The design wisdom: commit by default, backtrack deliberately. Committed choice is faster (no re-parsing) and gives better errors (the failure points at the real problem inside the committed branch, instead of vaguely blaming "no alternative matched"). Scatter try everywhere "to be safe" and you reintroduce the exponential cost and the vague errors — try is a sharp tool, not a safety blanket. The senior skill is left-factoring the grammar (pull shared prefixes out so alternatives diverge early) so you need try rarely.

Packrat / memoization

The other fix is packrat parsing: memoize each parser's result at each input position, so a shared prefix is parsed once and reused. This buys guaranteed linear time for PEG grammars at the cost of O(n × rules) memory (a memo table). Some libraries (and PEG-based tools) offer it; it's the right call when backtracking is unavoidable and inputs are large, and the wrong call when memory is tight or the grammar barely backtracks. Knowing it exists — and that it trades memory for the exponential-time risk — is the senior-level awareness.

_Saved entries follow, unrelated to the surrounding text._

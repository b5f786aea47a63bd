/*!
Surface contact protocol.

Terrain features (conveyor belts, springs, ...) react to bodies resting on or
against them through three lifecycle calls:

- `on_contact_begin`: the first step a surface is touched
- `on_contact_stay`: every later step the contact persists, after the body's
  position for that step is final
- `on_contact_end`: exactly once when the contact is lost, with the last known state

Per (body, surface) pair:
`NoContact -> begin -> Contacting -> stay* -> end -> NoContact`, repeating
for as long as the game runs.

The [`ContactTracker`] only sequences these calls and hands over the current
[`SurfaceContactState`]; features apply their own side effects to the body.
*/

pub mod conveyor;
pub mod spring;

use std::collections::{BTreeMap, HashMap};

use log::{debug, trace};

use crate::{
    body::MovingBody,
    collision::types::{SurfaceId, TerrainHit},
    side::LogicalSide,
    utils::decompose_velocity,
};

pub use conveyor::ConveyorBelt;
pub use spring::Spring;

/// Snapshot of one body's contact with one surface.
#[derive(Clone, Copy, Debug, PartialEq)]
pub struct SurfaceContactState {
    pub surface: SurfaceId,
    /// False only in the snapshot delivered to `on_contact_end`.
    pub active: bool,
    /// Tangent angle of the surface at the contact, in degrees (0 = flat floor).
    pub surface_angle: f32,
    /// Body velocity along the surface tangent.
    pub along: f32,
    /// Body velocity along the surface normal (positive = away from the surface).
    pub perpendicular: f32,
    /// Body side that touched the surface.
    pub side: LogicalSide,
    /// Steps the contact has persisted after the first.
    pub stay_steps: u32,
}

impl SurfaceContactState {
    fn from_hit(hit: &TerrainHit, body: &dyn MovingBody) -> Self {
        let surface_angle = hit.surface_angle();
        let (along, perpendicular) = decompose_velocity(body.velocity(), surface_angle);
        Self {
            surface: hit.surface,
            active: true,
            surface_angle,
            along,
            perpendicular,
            side: hit.side,
            stay_steps: 0,
        }
    }

    fn refresh(&mut self, hit: &TerrainHit, body: &dyn MovingBody) {
        let fresh = Self::from_hit(hit, body);
        *self = Self {
            stay_steps: self.stay_steps + 1,
            ..fresh
        };
    }
}

/// A terrain feature that reacts to surface contact.
///
/// Every hook defaults to doing nothing.
pub trait ReactivePlatform {
    fn on_contact_begin(&mut self, _body: &mut dyn MovingBody, _state: &SurfaceContactState) {}

    fn on_contact_stay(
        &mut self,
        _body: &mut dyn MovingBody,
        _state: &SurfaceContactState,
        _dt: f32,
    ) {
    }

    fn on_contact_end(&mut self, _body: &mut dyn MovingBody, _state: &SurfaceContactState) {}
}

/// Terrain features keyed by the surface they are attached to.
///
/// Surfaces without a feature still produce contacts; nothing reacts to them.
#[derive(Default)]
pub struct TerrainFeatures {
    features: HashMap<SurfaceId, Box<dyn ReactivePlatform>>,
}

impl TerrainFeatures {
    pub fn new() -> Self {
        Self::default()
    }

    /// Attach `feature` to `surface`, returning the feature it replaced.
    pub fn register(
        &mut self,
        surface: SurfaceId,
        feature: impl ReactivePlatform + 'static,
    ) -> Option<Box<dyn ReactivePlatform>> {
        self.features.insert(surface, Box::new(feature))
    }

    pub fn remove(&mut self, surface: SurfaceId) -> Option<Box<dyn ReactivePlatform>> {
        self.features.remove(&surface)
    }

    pub fn contains(&self, surface: SurfaceId) -> bool {
        self.features.contains_key(&surface)
    }

    fn get_mut(&mut self, surface: SurfaceId) -> Option<&mut (dyn ReactivePlatform + 'static)> {
        self.features.get_mut(&surface).map(|f| f.as_mut())
    }
}

/// Per-body begin/stay/end sequencing.
///
/// Call [`ContactTracker::update`] once per simulation step with every accepted terrain hit
/// the body touched that step.
#[derive(Debug, Default)]
pub struct ContactTracker {
    // Ordered so dispatch order does not depend on hashing.
    open: BTreeMap<SurfaceId, SurfaceContactState>,
    // Scratch buffers reused every step.
    touched: Vec<TerrainHit>,
    lost: Vec<SurfaceId>,
}

impl ContactTracker {
    pub fn new() -> Self {
        Self::default()
    }

    /// Advance one step.
    ///
    /// - surfaces touched now but not last step get `begin`
    /// - surfaces touched in both get `stay`
    /// - surfaces touched last step but not now get `end`
    ///
    /// A surface hit by several probes in one step counts once, using the nearest hit.
    pub fn update(
        &mut self,
        contacts: &[TerrainHit],
        body: &mut dyn MovingBody,
        features: &mut TerrainFeatures,
        dt: f32,
    ) {
        self.touched.clear();
        for hit in contacts {
            match self.touched.iter_mut().find(|t| t.surface == hit.surface) {
                Some(existing) if hit.distance < existing.distance => *existing = *hit,
                Some(_) => {}
                None => self.touched.push(*hit),
            }
        }
        self.touched.sort_unstable_by_key(|h| h.surface);

        self.lost.clear();
        for id in self.open.keys() {
            if !self.touched.iter().any(|h| h.surface == *id) {
                self.lost.push(*id);
            }
        }
        for id in self.lost.drain(..) {
            if let Some(state) = self.open.remove(&id) {
                Self::end(state, body, features);
            }
        }

        for hit in &self.touched {
            match self.open.get_mut(&hit.surface) {
                Some(state) => {
                    state.refresh(hit, body);
                    let state = *state;
                    trace!("contact stay {:?} ({} steps)", state.surface, state.stay_steps);
                    if let Some(feature) = features.get_mut(state.surface) {
                        feature.on_contact_stay(body, &state, dt);
                    }
                }
                None => {
                    let state = SurfaceContactState::from_hit(hit, body);
                    debug!("contact begin {:?} on {:?} side", state.surface, state.side);
                    self.open.insert(state.surface, state);
                    if let Some(feature) = features.get_mut(state.surface) {
                        feature.on_contact_begin(body, &state);
                    }
                }
            }
        }
    }

    /// End every open contact (body removed, teleported, or respawned).
    pub fn clear(&mut self, body: &mut dyn MovingBody, features: &mut TerrainFeatures) {
        for (_, state) in std::mem::take(&mut self.open) {
            Self::end(state, body, features);
        }
    }

    #[inline]
    pub fn is_touching(&self, surface: SurfaceId) -> bool {
        self.open.contains_key(&surface)
    }

    /// Current state of an open contact.
    #[inline]
    pub fn state(&self, surface: SurfaceId) -> Option<&SurfaceContactState> {
        self.open.get(&surface)
    }

    pub fn open_contacts(&self) -> impl Iterator<Item = &SurfaceContactState> {
        self.open.values()
    }

    fn end(
        mut state: SurfaceContactState,
        body: &mut dyn MovingBody,
        features: &mut TerrainFeatures,
    ) {
        state.active = false;
        debug!("contact end {:?} after {} steps", state.surface, state.stay_steps);
        if let Some(feature) = features.get_mut(state.surface) {
            feature.on_contact_end(body, &state);
        }
    }
}
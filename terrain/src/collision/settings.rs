/*!
Terrain query and surface-following tolerances.

These constants centralize the parameters used by the terrain caster, the
surface classifier and the surface-following controller. Keeping them
together makes tuning easier and keeps queries deterministic across platforms.

Notes
- Distances are in world units, time in seconds, angles in degrees.
- Per-character values live in `ControllerConfig`; these are the defaults it
  starts from.
*/

/// Upper bound on raw intersections collected by a single terrain cast.
/// Reaching it means the scene stacks an unreasonable number of colliders on one segment;
/// the cast logs a warning and proceeds on the truncated set.
pub const MAX_TERRAIN_CAST_RESULTS: usize = 256;

/// Number of recent results kept by a caster's result pool.
/// Four sides plus auxiliary ceiling/wall probes fit comfortably.
pub const TERRAIN_HIT_POOL_SIZE: usize = 16;

/// Practical small distance for comparisons (world units).
/// Use for zero-length segment checks, dot-product guards, etc.
pub const DIST_EPS: f32 = 1.0e-6;

/// Separation kept from a surface after snapping onto it.
pub const DEFAULT_SKIN: f32 = 0.01;

/// Extra reach of the floor probe beyond the body's half height while grounded.
/// Lets the body stay glued to convex curves at speed.
pub const GROUND_STICK_DISTANCE: f32 = 0.25;

/// Surfaces steeper than this (degrees from the body's current "up") are not attached to.
pub const MAX_ATTACH_ANGLE_DEG: f32 = 46.0;

/// Below this ground speed a body on a wall or ceiling falls off.
pub const DETACH_SPEED: f32 = 2.5;

/// Gravity magnitude (units per second squared, positive value).
pub const GRAVITY: f32 = 9.81;

/// Upper clamp on falling speed.
pub const TERMINAL_FALL_SPEED: f32 = 16.0;
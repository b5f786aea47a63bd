use crate::collision::{
    settings::DIST_EPS,
    types::{Point2, Vec2},
};

/// Wrap an angle in degrees into `[0, 360)`.
///
/// Non-finite input maps to `0.0` so callers never have to special-case NaN from a degenerate
/// normal.
#[inline]
pub fn positive_angle_deg(angle_deg: f32) -> f32 {
    if !angle_deg.is_finite() {
        return 0.0;
    }
    let wrapped = angle_deg.rem_euclid(360.0);
    // rem_euclid can round tiny negative inputs up to exactly 360.0.
    if wrapped >= 360.0 { 0.0 } else { wrapped }
}

/// Signed shortest difference `to - from` in degrees, in `(-180, 180]`.
#[inline]
pub fn angle_difference_deg(from_deg: f32, to_deg: f32) -> f32 {
    let d = positive_angle_deg(to_deg - from_deg);
    if d > 180.0 { d - 360.0 } else { d }
}

/// Unit vector pointing at `angle_deg` (counter-clockwise from +X).
#[inline]
pub fn unit_vector_deg(angle_deg: f32) -> Vec2 {
    let r = angle_deg.to_radians();
    Vec2::new(r.cos(), r.sin())
}

/// Direction of `v` in degrees, wrapped into `[0, 360)`.
///
/// Returns `None` for vectors too short to have a direction.
#[inline]
pub fn angle_of_vector_deg(v: Vec2) -> Option<f32> {
    if v.norm_squared() <= DIST_EPS * DIST_EPS {
        return None;
    }
    Some(positive_angle_deg(v.y.atan2(v.x).to_degrees()))
}

/// Surface (tangent) angle for a surface whose outward normal points at `normal_deg`.
///
/// A flat floor has normal 90 and surface angle 0.
#[inline]
pub fn surface_angle_from_normal(normal_deg: f32) -> f32 {
    positive_angle_deg(normal_deg - 90.0)
}

/// Inverse of [`surface_angle_from_normal`].
#[inline]
pub fn normal_from_surface_angle(surface_deg: f32) -> f32 {
    positive_angle_deg(surface_deg + 90.0)
}

/// Split `velocity` into `(along, perpendicular)` components relative to a surface whose
/// tangent points at `surface_deg`. `perpendicular` is positive away from the surface.
#[inline]
pub fn decompose_velocity(velocity: Vec2, surface_deg: f32) -> (f32, f32) {
    let tangent = unit_vector_deg(surface_deg);
    let normal = unit_vector_deg(normal_from_surface_angle(surface_deg));
    (velocity.dot(&tangent), velocity.dot(&normal))
}

/// Rebuild a world velocity from its surface-relative components.
#[inline]
pub fn compose_velocity(along: f32, perpendicular: f32, surface_deg: f32) -> Vec2 {
    unit_vector_deg(surface_deg) * along
        + unit_vector_deg(normal_from_surface_angle(surface_deg)) * perpendicular
}

/// Rotate a body-local offset by `angle_deg` and add it to `origin`.
#[inline]
pub fn offset_point(origin: Point2, local: Vec2, angle_deg: f32) -> Point2 {
    let (s, c) = angle_deg.to_radians().sin_cos();
    origin + Vec2::new(local.x * c - local.y * s, local.x * s + local.y * c)
}

#[cfg(test)]
mod tests {
    use super::*;

    const EPS: f32 = 1.0e-4;

    #[test]
    fn positive_angle_wraps_both_directions() {
        assert!((positive_angle_deg(-90.0) - 270.0).abs() < EPS);
        assert!((positive_angle_deg(720.0 + 45.0) - 45.0).abs() < EPS);
        assert_eq!(positive_angle_deg(360.0), 0.0);
        assert_eq!(positive_angle_deg(f32::NAN), 0.0);
        // Tiny negatives must not round up to 360.
        assert!(positive_angle_deg(-1.0e-9) < 360.0);
    }

    #[test]
    fn angle_difference_takes_the_short_way_round() {
        assert!((angle_difference_deg(350.0, 10.0) - 20.0).abs() < EPS);
        assert!((angle_difference_deg(10.0, 350.0) + 20.0).abs() < EPS);
        assert!((angle_difference_deg(0.0, 180.0) - 180.0).abs() < EPS);
    }

    #[test]
    fn surface_and_normal_angles_are_a_quarter_turn_apart() {
        assert!((surface_angle_from_normal(90.0) - 0.0).abs() < EPS);
        assert!((surface_angle_from_normal(0.0) - 270.0).abs() < EPS);
        assert!((normal_from_surface_angle(45.0) - 135.0).abs() < EPS);
    }

    #[test]
    fn decompose_then_compose_preserves_velocity() {
        // A 30 degree slope: check against a hand-projected vector.
        let v = Vec2::new(3.0, -1.0);
        let (along, perp) = decompose_velocity(v, 30.0);
        let back = compose_velocity(along, perp, 30.0);
        assert!((back - v).norm() < EPS);

        // On flat ground, along = x and perpendicular = y.
        let (along, perp) = decompose_velocity(v, 0.0);
        assert!((along - 3.0).abs() < EPS);
        assert!((perp + 1.0).abs() < EPS);
    }

    #[test]
    fn vector_angle_of_zero_vector_is_none() {
        assert!(angle_of_vector_deg(Vec2::zeros()).is_none());
        let a = angle_of_vector_deg(Vec2::new(0.0, -2.0)).unwrap();
        assert!((a - 270.0).abs() < EPS);
    }

    #[test]
    fn offset_point_rotates_local_offsets() {
        let p = offset_point(Point2::new(1.0, 1.0), Vec2::new(0.0, -1.0), 90.0);
        // Rotating "down" by a quarter turn gives "right".
        assert!((p - Point2::new(2.0, 1.0)).norm() < EPS);
    }
}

The takeaway: backtracking is the combinator world's defining performance hazard. Default to committed choice (try only where genuinely needed), left-factor shared prefixes, and reach for packrat memoization only when profiling shows backtracking is the bottleneck. An un-try'd grammar that's fast on small tests and quadratic-or-worse on production input is a classic and avoidable incident.


PEG vs CFG: Ordered Choice and No Ambiguity

Here is a semantic point most engineers miss and seniors must not: parser combinators implement PEG semantics, not CFG semantics. This is not pedantry — it changes what your grammar means.

A context-free grammar (CFG) — what yacc/bison and most theory use — has unordered choice (A | B considers both) and can be ambiguous (a string with multiple valid parse trees). Ambiguity is a property the grammar has, and a generator will warn you about it (shift/reduce conflicts).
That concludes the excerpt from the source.